ULTRAMAN NEXUS IN YOKOHAMA! The Cast and Crew Comes Out for an Ultra-Event!

 Ultraman Nexus star Takuji Kawakubo poses with an Ultra-toy. Photo by Brett Homenick.

Today, I spent a pleasant evening in Yokohama at an Ultraman-related event with several guests in attendance. Each one was friendly and outgoing, and even though I'm not very familiar with Ultraman Nexus (2004-05), after this event, I think I'm a fan for life!

With series director Yuichi Abe.

Yuichi Abe was one of the headlining guests. Abe-san directed many episodes of the series, and he has also helmed episodes of some of the more recent Ultraman outings. In addition, he worked on Godzilla: Final Wars (2004) and early on in his career worked on the special effects side of Gunhed (1989) and Godzilla vs. Biollante (1989).

With series star Takuji Kawakubo.

 Also on hand was star Takuji Kawakubo, who played Kazuki Komon. Kawakubo-san is passionate about learning English, so it was a big topic of conversation for us. He was very friendly and a joy to speak with.
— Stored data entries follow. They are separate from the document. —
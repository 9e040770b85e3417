//! Preview of a vocabulary CSV before it is uploaded for import.

use crate::error::ImportError;

pub const REQUIRED_COLUMNS: [&str; 3] = ["term", "definition", "language"];
pub const PREVIEW_ROWS: usize = 8;

const TERM: &[&str] = &["term"];
const DEFINITION: &[&str] = &["definition", "deinition"];
const LANGUAGE: &[&str] = &["language", "lang"];
const DEFINITION_VI: &[&str] = &["definitionvi", "definition_vi", "meaningvi", "meaning_vi"];
const EXAMPLES: &[&str] = &["examples", "example"];
const PHONETIC: &[&str] = &["phonetic", "ipa"];
const PART_OF_SPEECH: &[&str] = &["partofspeech", "part_of_speech", "pos"];
const TOPIC_IDS: &[&str] = &["topicids", "topic_ids", "topics"];
const STATUS: &[&str] = &["status"];

/// One data row mapped onto the known columns; absent cells are empty.
#[derive(Clone, Debug, Default, PartialEq, Eq)]
pub struct PreviewRow {
    pub term: String,
    pub definition: String,
    pub language: String,
    pub definition_vi: String,
    pub examples: String,
    pub phonetic: String,
    pub part_of_speech: String,
    pub topic_ids: String,
    pub status: String,
}

/// Headers, the first rows and the row count of an import file.
#[derive(Clone, Debug, Default, PartialEq, Eq)]
pub struct ImportPreview {
    pub headers: Vec<String>,
    pub rows: Vec<PreviewRow>,
    pub total_rows: usize,
    pub missing_columns: Vec<String>,
}

impl ImportPreview {
    /// Whether the file may be sent to the API.
    #[must_use]
    pub fn can_import(&self) -> bool {
        self.missing_columns.is_empty() && self.total_rows > 0
    }

    /// Missing required columns as an error.
    ///
    /// # Errors
    ///
    /// Returns `ImportError::MissingColumns` listing them.
    pub fn require_columns(&self) -> Result<(), ImportError> {
        if self.missing_columns.is_empty() {
            Ok(())
        } else {
            Err(ImportError::MissingColumns(self.missing_columns.clone()))
        }
    }
}

/// Build a preview from an uploaded file.
///
/// # Errors
///
/// Returns `ImportError::NotCsv` for other extensions, `Encoding` when the
/// bytes are not UTF-8 and `Empty` when no non-blank row exists.
pub fn preview(file_name: &str, bytes: &[u8]) -> Result<ImportPreview, ImportError> {
    if !file_name.trim().to_ascii_lowercase().ends_with(".csv") {
        return Err(ImportError::NotCsv);
    }
    let text = std::str::from_utf8(bytes).map_err(|_| ImportError::Encoding)?;
    preview_text(text)
}

/// # Errors
///
/// Returns `ImportError::Empty` when no non-blank row exists.
pub fn preview_text(text: &str) -> Result<ImportPreview, ImportError> {
    let rows = parse_csv(text, detect_delimiter(text));
    let Some((header_row, data)) = rows.split_first() else {
        return Err(ImportError::Empty);
    };

    let headers: Vec<String> = header_row.iter().map(|header| normalize_header(header)).collect();
    let column = |aliases: &[&str]| {
        aliases
            .iter()
            .find_map(|alias| headers.iter().rposition(|header| header == alias))
    };
    let columns = [
        column(TERM),
        column(DEFINITION),
        column(LANGUAGE),
        column(DEFINITION_VI),
        column(EXAMPLES),
        column(PHONETIC),
        column(PART_OF_SPEECH),
        column(TOPIC_IDS),
        column(STATUS),
    ];

    let rows = data
        .iter()
        .take(PREVIEW_ROWS)
        .map(|values| {
            let [term, definition, language, definition_vi, examples, phonetic, part_of_speech, topic_ids, status] =
                columns.map(|index| cell(values, index));
            PreviewRow {
                term,
                definition,
                language,
                definition_vi,
                examples,
                phonetic,
                part_of_speech,
                topic_ids,
                status,
            }
        })
        .collect();

    let missing_columns = REQUIRED_COLUMNS
        .iter()
        .filter(|required| !headers.iter().any(|header| header == *required))
        .map(|required| (*required).to_string())
        .collect();

    Ok(ImportPreview {
        headers,
        rows,
        total_rows: data.len(),
        missing_columns,
    })
}

fn cell(values: &[String], index: Option<usize>) -> String {
    index
        .and_then(|index| values.get(index))
        .map(|value| value.trim().to_string())
        .unwrap_or_default()
}

fn normalize_header(header: &str) -> String {
    header.trim_start_matches('\u{feff}').trim().to_lowercase()
}

/// Pick `;` or tab over `,` only when the first line has more of them.
#[must_use]
pub fn detect_delimiter(text: &str) -> char {
    let first_line = text.split(['\r', '\n']).next().unwrap_or_default();
    let count = |delimiter: char| first_line.matches(delimiter).count();
    let (commas, semicolons, tabs) = (count(','), count(';'), count('\t'));

    if semicolons > commas && semicolons >= tabs {
        ';'
    } else if tabs > commas && tabs > semicolons {
        '\t'
    } else {
        ','
    }
}

/// Quote-aware split into rows; `""` inside quotes is a literal quote and
/// rows whose cells are all blank are dropped.
#[must_use]
pub fn parse_csv(text: &str, delimiter: char) -> Vec<Vec<String>> {
    let mut rows = Vec::new();
    let mut row: Vec<String> = Vec::new();
    let mut field = String::new();
    let mut in_quotes = false;
    let mut chars = text.chars().peekable();

    while let Some(ch) = chars.next() {
        match ch {
            '"' if in_quotes && chars.peek() == Some(&'"') => {
                field.push('"');
                chars.next();
            }
            '"' => in_quotes = !in_quotes,
            c if c == delimiter && !in_quotes => row.push(std::mem::take(&mut field)),
            '\r' | '\n' if !in_quotes => {
                if ch == '\r' && chars.peek() == Some(&'\n') {
                    chars.next();
                }
                row.push(std::mem::take(&mut field));
                end_row(&mut row, &mut rows);
            }
            c => field.push(c),
        }
    }

    if !field.is_empty() || !row.is_empty() {
        row.push(field);
        end_row(&mut row, &mut rows);
    }

    rows
}

fn end_row(row: &mut Vec<String>, rows: &mut Vec<Vec<String>>) {
    if row.iter().any(|value| !value.trim().is_empty()) {
        rows.push(std::mem::take(row));
    } else {
        row.clear();
    }
}

#[cfg(test)]
mod tests {
    use super::*;

    #[test]
    fn detects_delimiters() {
        assert_eq!(detect_delimiter("term,definition,language"), ',');
        assert_eq!(detect_delimiter("term;definition;language"), ';');
        assert_eq!(detect_delimiter("term\tdefinition\tlanguage"), '\t');
        assert_eq!(detect_delimiter("term;definition,language"), ',');
        assert_eq!(detect_delimiter(""), ',');
    }

    #[test]
    fn parses_quotes_and_crlf() {
        let rows = parse_csv("a,\"b, \"\"c\"\"\"\r\n\r\n,  \r\n\"multi\nline\",x", ',');
        assert_eq!(
            rows,
            vec![
                vec!["a".to_string(), "b, \"c\"".to_string()],
                vec!["multi\nline".to_string(), "x".to_string()],
            ]
        );
    }

    #[test]
    fn preview_maps_aliases_and_bom() {
        let text = "\u{feff}Term;Deinition;Language;IPA;Topics\n\
                    cat;a small animal;en;/kæt/;1,2\n\
                    dog;\"loyal; friendly\";en;;\n";
        let preview = preview_text(text).unwrap();

        assert_eq!(preview.headers[0], "term");
        assert_eq!(preview.total_rows, 2);
        assert_eq!(preview.missing_columns, vec!["definition".to_string()]);
        assert!(!preview.can_import());
        assert_eq!(preview.rows[0].definition, "a small animal");
        assert_eq!(preview.rows[0].phonetic, "/kæt/");
        assert_eq!(preview.rows[0].topic_ids, "1,2");
        assert_eq!(preview.rows[1].definition, "loyal; friendly");
        assert_eq!(preview.rows[1].status, "");
    }

    #[test]
    fn preview_caps_rows_and_counts_all() {
        let mut text = String::from("term,definition,language\n");
        for n in 0..12 {
            text.push_str(&format!("w{n},d{n},en\n"));
        }
        let preview = preview_text(&text).unwrap();
        assert_eq!(preview.rows.len(), PREVIEW_ROWS);
        assert_eq!(preview.total_rows, 12);
        assert!(preview.can_import());
        assert!(preview.require_columns().is_ok());
    }

    #[test]
    fn rejects_empty_and_non_csv() {
        assert_eq!(preview("words.csv", b"\n  \n"), Err(ImportError::Empty));
        assert_eq!(preview("words.txt", b"term"), Err(ImportError::NotCsv));
        assert_eq!(preview("words.CSV", &[0xff, 0xfe]), Err(ImportError::Encoding));
    }
}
With series writer Keiichi Hasegawa.

I also met Keiichi Hasegawa, who was a writer on Ultraman Nexus. However, his biggest credit in the U.S. is penning GMK: Giant Monsters All-Out Attack (2001). He was also quite friendly to speak with.

What a great way to cap a busy week!

ANTONY AND CLEOPATRA IN TOKYO! A New Take on Shakespeare's Classic!

With longtime Tsuburaya Productions director Eizo Yamagiwa. Photo by Brett Homenick. 

On Sunday, I attended a play written by Hiroyasu Yamaura, a veteran screenwriter who has been involved with many tokusatsu productions on the big and small screen. Also in attendance was Eizo Yamagiwa, a director who helmed episodes of the various '70s-era Ultraman programs.

With Hiroyasu Yamaura.

The play itself was a lot of fun. It was a comedic play-within-a-play, ostensibly about Shakespeare's Antony and Cleopatra, but it was really about the love triangle (quadrangle, really!) involving the actors. Even though there were no monsters anywhere to be seen, it was extremely enjoyable.

CHIBA THE BODYGUARD! He Shall Lay His Vengeance Upon Thee!

On Saturday evening, I was invited to a dinner with Toei action star Sonny Chiba. I was fortunate to sit next to Chiba-san during the evening, and we spoke together in English. I asked him about some of his memories of making classic tokusatsu films, and he aked me a few questions about where I live and life in Japan. We also talked about American food vs. Japanese food. Suffice it to say, it was quite an evening!

Sonny Chiba tells a story to dinner attendees. Photo by Brett Homenick.

The dinner invitation was rather sudden, but what a memorable evening it was. When I mentioned his movie version of Golgo 13, he pulled up the poster image in his smartphone and showed it to me. (He also showed me his personal photos with Samuel L. Jackson and other Hollywood stars.) He also told me about the various Japanese foods we were served that evening. To say the absolute least, this kinds of evenings are rare, and they are never forgotten. Many thanks to Chiba-san and everyone else who helped make this possible!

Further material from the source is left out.